(AVAILABLE RECORDS)
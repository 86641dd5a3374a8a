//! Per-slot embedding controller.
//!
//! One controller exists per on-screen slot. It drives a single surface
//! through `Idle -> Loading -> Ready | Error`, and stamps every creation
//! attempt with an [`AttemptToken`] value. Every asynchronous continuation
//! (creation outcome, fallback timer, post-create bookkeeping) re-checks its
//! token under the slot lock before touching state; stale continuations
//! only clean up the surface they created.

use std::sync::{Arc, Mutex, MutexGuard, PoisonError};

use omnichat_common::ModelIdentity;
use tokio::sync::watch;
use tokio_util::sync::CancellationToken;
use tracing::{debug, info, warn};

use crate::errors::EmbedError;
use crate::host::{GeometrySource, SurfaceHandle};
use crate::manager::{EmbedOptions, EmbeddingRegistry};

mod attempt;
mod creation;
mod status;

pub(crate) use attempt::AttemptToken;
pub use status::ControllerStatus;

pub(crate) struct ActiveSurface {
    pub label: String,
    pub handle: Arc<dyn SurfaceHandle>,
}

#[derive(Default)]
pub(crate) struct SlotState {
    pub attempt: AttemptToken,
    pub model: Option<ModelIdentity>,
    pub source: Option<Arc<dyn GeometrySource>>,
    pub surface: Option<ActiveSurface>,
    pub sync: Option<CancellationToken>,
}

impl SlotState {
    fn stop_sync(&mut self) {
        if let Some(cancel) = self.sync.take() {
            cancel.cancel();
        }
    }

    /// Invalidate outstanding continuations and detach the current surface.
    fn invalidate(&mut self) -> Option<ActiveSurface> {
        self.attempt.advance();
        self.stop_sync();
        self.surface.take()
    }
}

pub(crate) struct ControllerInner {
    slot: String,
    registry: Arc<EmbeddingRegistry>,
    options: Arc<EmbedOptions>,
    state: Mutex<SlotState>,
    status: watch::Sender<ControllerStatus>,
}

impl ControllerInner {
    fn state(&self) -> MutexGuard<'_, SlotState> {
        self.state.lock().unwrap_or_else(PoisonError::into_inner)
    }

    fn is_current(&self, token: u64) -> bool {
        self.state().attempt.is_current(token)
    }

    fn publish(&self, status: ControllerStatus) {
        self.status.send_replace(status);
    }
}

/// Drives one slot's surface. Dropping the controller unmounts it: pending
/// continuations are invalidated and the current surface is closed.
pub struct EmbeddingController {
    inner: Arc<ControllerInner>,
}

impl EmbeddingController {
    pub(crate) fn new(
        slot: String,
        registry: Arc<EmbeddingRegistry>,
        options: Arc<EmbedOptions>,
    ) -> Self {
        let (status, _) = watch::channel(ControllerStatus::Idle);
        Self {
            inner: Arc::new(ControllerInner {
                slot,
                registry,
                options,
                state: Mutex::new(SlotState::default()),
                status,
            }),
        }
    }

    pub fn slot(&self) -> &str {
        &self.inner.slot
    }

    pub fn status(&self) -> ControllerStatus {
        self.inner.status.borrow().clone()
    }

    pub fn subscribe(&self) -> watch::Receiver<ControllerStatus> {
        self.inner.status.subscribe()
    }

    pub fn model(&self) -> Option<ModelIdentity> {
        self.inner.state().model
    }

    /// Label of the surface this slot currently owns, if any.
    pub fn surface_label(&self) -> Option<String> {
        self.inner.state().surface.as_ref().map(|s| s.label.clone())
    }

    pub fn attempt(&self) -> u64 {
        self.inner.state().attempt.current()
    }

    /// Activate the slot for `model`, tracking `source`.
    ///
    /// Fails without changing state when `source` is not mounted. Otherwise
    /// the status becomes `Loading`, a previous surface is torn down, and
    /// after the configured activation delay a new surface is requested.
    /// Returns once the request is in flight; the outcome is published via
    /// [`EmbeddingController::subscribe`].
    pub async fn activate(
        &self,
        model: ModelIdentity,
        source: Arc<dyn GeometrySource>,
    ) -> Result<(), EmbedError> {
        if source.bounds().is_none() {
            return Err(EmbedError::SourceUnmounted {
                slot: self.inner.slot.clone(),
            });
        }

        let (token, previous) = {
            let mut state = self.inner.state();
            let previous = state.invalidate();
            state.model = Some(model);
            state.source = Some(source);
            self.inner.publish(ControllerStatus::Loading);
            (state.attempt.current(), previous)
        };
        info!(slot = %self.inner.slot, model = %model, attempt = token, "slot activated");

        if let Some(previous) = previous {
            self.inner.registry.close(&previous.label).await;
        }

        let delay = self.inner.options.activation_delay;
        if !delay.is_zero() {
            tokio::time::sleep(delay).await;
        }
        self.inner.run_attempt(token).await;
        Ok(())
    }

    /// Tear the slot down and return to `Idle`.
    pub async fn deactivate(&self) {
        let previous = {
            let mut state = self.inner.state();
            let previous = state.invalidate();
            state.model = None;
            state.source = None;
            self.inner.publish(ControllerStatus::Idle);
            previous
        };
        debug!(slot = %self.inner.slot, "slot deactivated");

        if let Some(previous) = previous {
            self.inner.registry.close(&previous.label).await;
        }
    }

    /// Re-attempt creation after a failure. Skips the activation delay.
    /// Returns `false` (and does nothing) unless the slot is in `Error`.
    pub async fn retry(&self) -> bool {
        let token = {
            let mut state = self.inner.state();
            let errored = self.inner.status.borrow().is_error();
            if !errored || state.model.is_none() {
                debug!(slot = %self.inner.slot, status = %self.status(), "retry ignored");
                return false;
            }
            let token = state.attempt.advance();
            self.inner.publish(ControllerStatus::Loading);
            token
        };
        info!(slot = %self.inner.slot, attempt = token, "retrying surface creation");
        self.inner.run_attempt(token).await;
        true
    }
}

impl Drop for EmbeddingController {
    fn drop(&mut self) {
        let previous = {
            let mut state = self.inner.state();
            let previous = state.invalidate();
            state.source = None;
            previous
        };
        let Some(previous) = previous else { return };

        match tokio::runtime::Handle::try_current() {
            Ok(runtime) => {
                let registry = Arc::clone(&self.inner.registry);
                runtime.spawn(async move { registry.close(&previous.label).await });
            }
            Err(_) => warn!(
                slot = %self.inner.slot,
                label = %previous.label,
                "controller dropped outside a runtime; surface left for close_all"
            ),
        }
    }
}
(End AVAILABLE RECORDS)
→ **TASK INSTRUCTIONS**
Make an exact copy of every entry.

→ **EXERCISE OUTPUT**
repository 86641dd5a3374a8a
//! Per-slot embedding controller.
//!
//! One controller exists per on-screen slot. It drives a single surface
//! through `Idle -> Loading -> Ready | Error`, and stamps every creation
//! attempt with an [`AttemptToken`] value. Every asynchronous continuation
//! (creation outcome, fallback timer, post-create bookkeeping) re-checks its
//! token under the slot lock before touching state; stale continuations
//! only clean up the surface they created.

use std::sync::{Arc, Mutex, MutexGuard, PoisonError};

use omnichat_common::ModelIdentity;
use tokio::sync::watch;
use tokio_util::sync::CancellationToken;
use tracing::{debug, info, warn};

use crate::errors::EmbedError;
use crate::host::{GeometrySource, SurfaceHandle};
use crate::manager::{EmbedOptions, EmbeddingRegistry};

mod attempt;
mod creation;
mod status;

pub(crate) use attempt::AttemptToken;
pub use status::ControllerStatus;

pub(crate) struct ActiveSurface {
    pub label: String,
    pub handle: Arc<dyn SurfaceHandle>,
}

#[derive(Default)]
pub(crate) struct SlotState {
    pub attempt: AttemptToken,
    pub model: Option<ModelIdentity>,
    pub source: Option<Arc<dyn GeometrySource>>,
    pub surface: Option<ActiveSurface>,
    pub sync: Option<CancellationToken>,
}

impl SlotState {
    fn stop_sync(&mut self) {
        if let Some(cancel) = self.sync.take() {
            cancel.cancel();
        }
    }

    /// Invalidate outstanding continuations and detach the current surface.
    fn invalidate(&mut self) -> Option<ActiveSurface> {
        self.attempt.advance();
        self.stop_sync();
        self.surface.take()
    }
}

pub(crate) struct ControllerInner {
    slot: String,
    registry: Arc<EmbeddingRegistry>,
    options: Arc<EmbedOptions>,
    state: Mutex<SlotState>,
    status: watch::Sender<ControllerStatus>,
}

impl ControllerInner {
    fn state(&self) -> MutexGuard<'_, SlotState> {
        self.state.lock().unwrap_or_else(PoisonError::into_inner)
    }

    fn is_current(&self, token: u64) -> bool {
        self.state().attempt.is_current(token)
    }

    fn publish(&self, status: ControllerStatus) {
        self.status.send_replace(status);
    }
}

/// Drives one slot's surface. Dropping the controller unmounts it: pending
/// continuations are invalidated and the current surface is closed.
pub struct EmbeddingController {
    inner: Arc<ControllerInner>,
}

impl EmbeddingController {
    pub(crate) fn new(
        slot: String,
        registry: Arc<EmbeddingRegistry>,
        options: Arc<EmbedOptions>,
    ) -> Self {
        let (status, _) = watch::channel(ControllerStatus::Idle);
        Self {
            inner: Arc::new(ControllerInner {
                slot,
                registry,
                options,
                state: Mutex::new(SlotState::default()),
                status,
            }),
        }
    }

    pub fn slot(&self) -> &str {
        &self.inner.slot
    }

    pub fn status(&self) -> ControllerStatus {
        self.inner.status.borrow().clone()
    }

    pub fn subscribe(&self) -> watch::Receiver<ControllerStatus> {
        self.inner.status.subscribe()
    }

    pub fn model(&self) -> Option<ModelIdentity> {
        self.inner.state().model
    }

    /// Label of the surface this slot currently owns, if any.
    pub fn surface_label(&self) -> Option<String> {
        self.inner.state().surface.as_ref().map(|s| s.label.clone())
    }

    pub fn attempt(&self) -> u64 {
        self.inner.state().attempt.current()
    }

    /// Activate the slot for `model`, tracking `source`.
    ///
    /// Fails without changing state when `source` is not mounted. Otherwise
    /// the status becomes `Loading`, a previous surface is torn down, and
    /// after the configured activation delay a new surface is requested.
    /// Returns once the request is in flight; the outcome is published via
    /// [`EmbeddingController::subscribe`].
    pub async fn activate(
        &self,
        model: ModelIdentity,
        source: Arc<dyn GeometrySource>,
    ) -> Result<(), EmbedError> {
        if source.bounds().is_none() {
            return Err(EmbedError::SourceUnmounted {
                slot: self.inner.slot.clone(),
            });
        }

        let (token, previous) = {
            let mut state = self.inner.state();
            let previous = state.invalidate();
            state.model = Some(model);
            state.source = Some(source);
            self.inner.publish(ControllerStatus::Loading);
            (state.attempt.current(), previous)
        };
        info!(slot = %self.inner.slot, model = %model, attempt = token, "slot activated");

        if let Some(previous) = previous {
            self.inner.registry.close(&previous.label).await;
        }

        let delay = self.inner.options.activation_delay;
        if !delay.is_zero() {
            tokio::time::sleep(delay).await;
        }
        self.inner.run_attempt(token).await;
        Ok(())
    }

    /// Tear the slot down and return to `Idle`.
    pub async fn deactivate(&self) {
        let previous = {
            let mut state = self.inner.state();
            let previous = state.invalidate();
            state.model = None;
            state.source = None;
            self.inner.publish(ControllerStatus::Idle);
            previous
        };
        debug!(slot = %self.inner.slot, "slot deactivated");

        if let Some(previous) = previous {
            self.inner.registry.close(&previous.label).await;
        }
    }

    /// Re-attempt creation after a failure. Skips the activation delay.
    /// Returns `false` (and does nothing) unless the slot is in `Error`.
    pub async fn retry(&self) -> bool {
        let token = {
            let mut state = self.inner.state();
            let errored = self.inner.status.borrow().is_error();
            if !errored || state.model.is_none() {
                debug!(slot = %self.inner.slot, status = %self.status(), "retry ignored");
                return false;
            }
            let token = state.attempt.advance();
            self.inner.publish(ControllerStatus::Loading);
            token
        };
        info!(slot = %self.inner.slot, attempt = token, "retrying surface creation");
        self.inner.run_attempt(token).await;
        true
    }
}

impl Drop for EmbeddingController {
    fn drop(&mut self) {
        let previous = {
            let mut state = self.inner.state();
            let previous = state.invalidate();
            state.source = None;
            previous
        };
        let Some(previous) = previous else { return };

        match tokio::runtime::Handle::try_current() {
            Ok(runtime) => {
                let registry = Arc::clone(&self.inner.registry);
                runtime.spawn(async move { registry.close(&previous.label).await });
            }
            Err(_) => warn!(
                slot = %self.inner.slot,
                label = %previous.label,
                "controller dropped outside a runtime; surface left for close_all"
            ),
        }
    }
}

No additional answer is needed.